Opinion

Obama’s ‘discrete’ answer to Iraq chaos

Will the Obama administration’s military intervention in Iraq be “discreet” or “discrete”?

That is, does it mean to keep a low profile to avoid offending anti-interventionism at home, or is it simply making a limited show of force?

Vice President Joe Biden and other administration big shots used “discrete” to describe the president’s decision to order air strikes against the jihadists in northern Iraq.

Yet many Iraqi leaders at first assumed Washington meant “discreet.” They thus assumed Washington would remain committed to Iraq at least until the Islamic State (or Daesh) forces had been flushed out of Mosul, the country’s third largest city.

Taking heart from a presumed US commitment, the “discreet” party moved to speed up the formation of a new government. Iraq’s new president, Fuad Masoum, named Haider al-Abadi as prime minister-designate and asked him to form a new government.

Abadi is from the same political party, Dawa, as outgoing premier Nouri al-Maliki, the largest party in the parliament, with 20 percent of the seats.

By the start of this week, it seemed as if Maliki’s efforts to keep his job were leading nowhere.

An informal coalition of Shiite and Sunni parties joined by the Kurds was in a position to back Abadi. In an early vote, only three members of parliament backed Maliki.

Then word broke that the Obama team used the word “discrete” — i.e., stand-alone or isolated. In other words, Obama meant its actions to be a military version of a one-night stand.

The “discrete” intervention was not part of something bigger — for example, a strategy to create a coalition of the willing including several threatened Arab states under US leadership to defeat the jihadists.

It also suggested that Washington won’t help arm the Kurdish peshmerga forces or those units of the Iraqi army that are willing and able to fight — that Obama will make only a token investment in saving Iraq from jihadi chaos.

“Discrete” just meant a few bombings to produce impressive TV footage and foment the illusion that Obama had acted decisively.

Encouraged by the “discrete” news, Maliki and his handful of partisans decided to make another bid to sabotage Abadi’s formation of a government, demanding the courts prevent a transition.

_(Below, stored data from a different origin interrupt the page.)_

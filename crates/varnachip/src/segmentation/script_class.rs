//! # Script Classes

use unicode_general_category::{GeneralCategory, get_general_category};

/// The character classes which bound segmentation chunks.
#[derive(Debug, Clone, Copy, PartialEq, Eq, Hash, PartialOrd, Ord)]
pub enum ScriptClass {
    /// Characters in the configured target script ranges.
    TargetScript,

    /// Latin letters and their combining marks.
    Latin,

    /// Decimal digits (general category `Nd`).
    Digit,

    /// Everything else which is not whitespace.
    Other,

    /// Unicode `White_Space` characters.
    Whitespace,
}

/// Inclusive code point ranges which hold Latin letters.
pub const LATIN_RANGES: &[(u32, u32)] = &[
    // Basic Latin; only the letters pass the category check.
    (0x0041, 0x007A),
    // Latin-1 Supplement.
    (0x00C0, 0x00FF),
    // Latin Extended-A, Latin Extended-B, IPA Extensions.
    (0x0100, 0x02AF),
    // Combining Diacritical Marks.
    (0x0300, 0x036F),
    // Latin Extended Additional.
    (0x1E00, 0x1EFF),
    // Latin Extended-C.
    (0x2C60, 0x2C7F),
    // Latin Extended-D.
    (0xA720, 0xA7FF),
    // Latin Extended-E.
    (0xAB30, 0xAB6F),
    // Alphabetic Presentation Forms (Latin ligatures).
    (0xFB00, 0xFB06),
    // Fullwidth Latin letters.
    (0xFF21, 0xFF5A),
];

fn in_ranges(
    cp: u32,
    ranges: &[(u32, u32)],
) -> bool {
    ranges.iter().any(|&(lo, hi)| lo <= cp && cp <= hi)
}

fn is_letter_or_mark(category: GeneralCategory) -> bool {
    matches!(
        category,
        GeneralCategory::UppercaseLetter
            | GeneralCategory::LowercaseLetter
            | GeneralCategory::TitlecaseLetter
            | GeneralCategory::ModifierLetter
            | GeneralCategory::OtherLetter
            | GeneralCategory::NonspacingMark
            | GeneralCategory::SpacingMark
            | GeneralCategory::EnclosingMark
    )
}

impl ScriptClass {
    /// Classify a character.
    ///
    /// ## Arguments
    /// * `c` - the character to classify.
    /// * `is_target` - predicate for the target script ranges.
    ///
    /// Whitespace wins over everything; the target script ranges win over
    /// the category based classes (so native digits of the target script
    /// stay in the target script run).
    pub fn classify<F>(
        c: char,
        is_target: F,
    ) -> Self
    where
        F: Fn(char) -> bool,
    {
        if c.is_whitespace() {
            return ScriptClass::Whitespace;
        }
        if is_target(c) {
            return ScriptClass::TargetScript;
        }

        let category = get_general_category(c);
        if category == GeneralCategory::DecimalNumber {
            ScriptClass::Digit
        } else if is_letter_or_mark(category) && in_ranges(c as u32, LATIN_RANGES) {
            ScriptClass::Latin
        } else {
            ScriptClass::Other
        }
    }
}

#[cfg(test)]
mod tests {
    use super::*;

    fn kannada(c: char) -> bool {
        ('\u{0C80}'..='\u{0CFF}').contains(&c)
    }

    #[test]
    fn test_classify_basic() {
        assert_eq!(ScriptClass::classify('a', kannada), ScriptClass::Latin);
        assert_eq!(ScriptClass::classify('Z', kannada), ScriptClass::Latin);
        assert_eq!(ScriptClass::classify('é', kannada), ScriptClass::Latin);
        assert_eq!(ScriptClass::classify('7', kannada), ScriptClass::Digit);
        assert_eq!(ScriptClass::classify(' ', kannada), ScriptClass::Whitespace);
        assert_eq!(ScriptClass::classify('\n', kannada), ScriptClass::Whitespace);
        assert_eq!(ScriptClass::classify('\u{3000}', kannada), ScriptClass::Whitespace);
        assert_eq!(ScriptClass::classify(',', kannada), ScriptClass::Other);
        assert_eq!(ScriptClass::classify('_', kannada), ScriptClass::Other);
        assert_eq!(ScriptClass::classify('[', kannada), ScriptClass::Other);
        assert_eq!(ScriptClass::classify('😀', kannada), ScriptClass::Other);
    }

    #[test]
    fn test_classify_target_script() {
        // ಕ (letter), ್ (virama), ಾ (vowel sign), ೭ (kannada digit seven).
        for c in ['ಕ', '್', 'ಾ', '೭'] {
            assert_eq!(ScriptClass::classify(c, kannada), ScriptClass::TargetScript);
        }

        // Without a target script, the letters fall to `Other`,
        // and native digits to `Digit`.
        assert_eq!(ScriptClass::classify('ಕ', |_| false), ScriptClass::Other);
        assert_eq!(ScriptClass::classify('೭', |_| false), ScriptClass::Digit);
    }

    #[test]
    fn test_classify_non_latin_letters() {
        // Devanagari, Greek and CJK letters are not Latin.
        assert_eq!(ScriptClass::classify('न', kannada), ScriptClass::Other);
        assert_eq!(ScriptClass::classify('λ', kannada), ScriptClass::Other);
        assert_eq!(ScriptClass::classify('你', kannada), ScriptClass::Other);

        // Devanagari digits are still digits.
        assert_eq!(ScriptClass::classify('३', kannada), ScriptClass::Digit);
    }

    #[test]
    fn test_combining_marks_stay_latin() {
        // "e" + COMBINING ACUTE ACCENT.
        assert_eq!(ScriptClass::classify('\u{0301}', kannada), ScriptClass::Latin);
    }
}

Meanwhile, he sent word to Sunni and Kurdish leaders that he’d step aside — provided he kept control of key ministries, among many other demands.

After Abadi secured the backing of Kurdish leader Massoud Barzani and two former prime ministers, Ibrahim al-Jaafair and Iyad al-Allawi, Maliki finally resigned Thursday.

“Discrete” also helped boost morale of Daesh forces, who’d suffered a severe shock when the Americans bombed them on their way to Erbil, the Kurdish capital.

Daesh has now modified its strategy, trying instead to cut off the Kurds from the rest of Iraq, leaving them far more vulnerable to Daesh attacks inn the medium-term.

The trouble is that the struggle in Iraq can’t be dealt with in a “discrete” way.

Daesh is part of a global jihadist movement determined to redraw the map of the Middle East on the basis of a 7th century ideology expressed in its most bloody, aggressive style.

Daesh seeks ethnic cleansing inspired by religious hatred. It means it when it says it wants to “purify” the House of Islam by driving the “infidel” out.

Fear that Washington is unserious has also affected the Arab states. Even US allies such as Jordan, Kuwait, Saudi Arabia and the United Arab Emirates have begun to waver in their resolve to stand up against Daesh.

Ten days ago, when Arab capitals believed that Washington meant to be “discreet,” they toughened their tone against Daesh and even put forces on alert for intervention against it. Saudi Arabia closed its border and beefed up its forces along its border with Iraq.

The discovery that America meant “discrete” has also led to European Union failure to agree on arming the Kurds and Iraqi forces to fight Daesh. With no US commitment, few will stick their necks out against movement that recognizes no rules except its own.

Obama’s comments Thursday did not raise many hopes. He promised to “continue airstrikes,” but only to protect “our people and facilities in Iraq,” along with unspecified “delivery of military assistance” to those opposing the jihadis.

Forces allied to Daesh are already actively setting up another enclave in Yemen and a third one in Libya near to the Egyptian border.

The Islamic State’s allies already control chunks of territory in Somalia, Afghanistan, the Central African Republic, Mali and Nigeria. They have sleeping cells in Latin America, Western Europe, the Balkans and in several Arab countries.

An archipelago of terror is taking shape around the world. The fight in and over Iraq will determine its future.

If we don’t fight this small war now, even if in a “discrete” manner, we may have to return to fighting a much bigger war across the globe.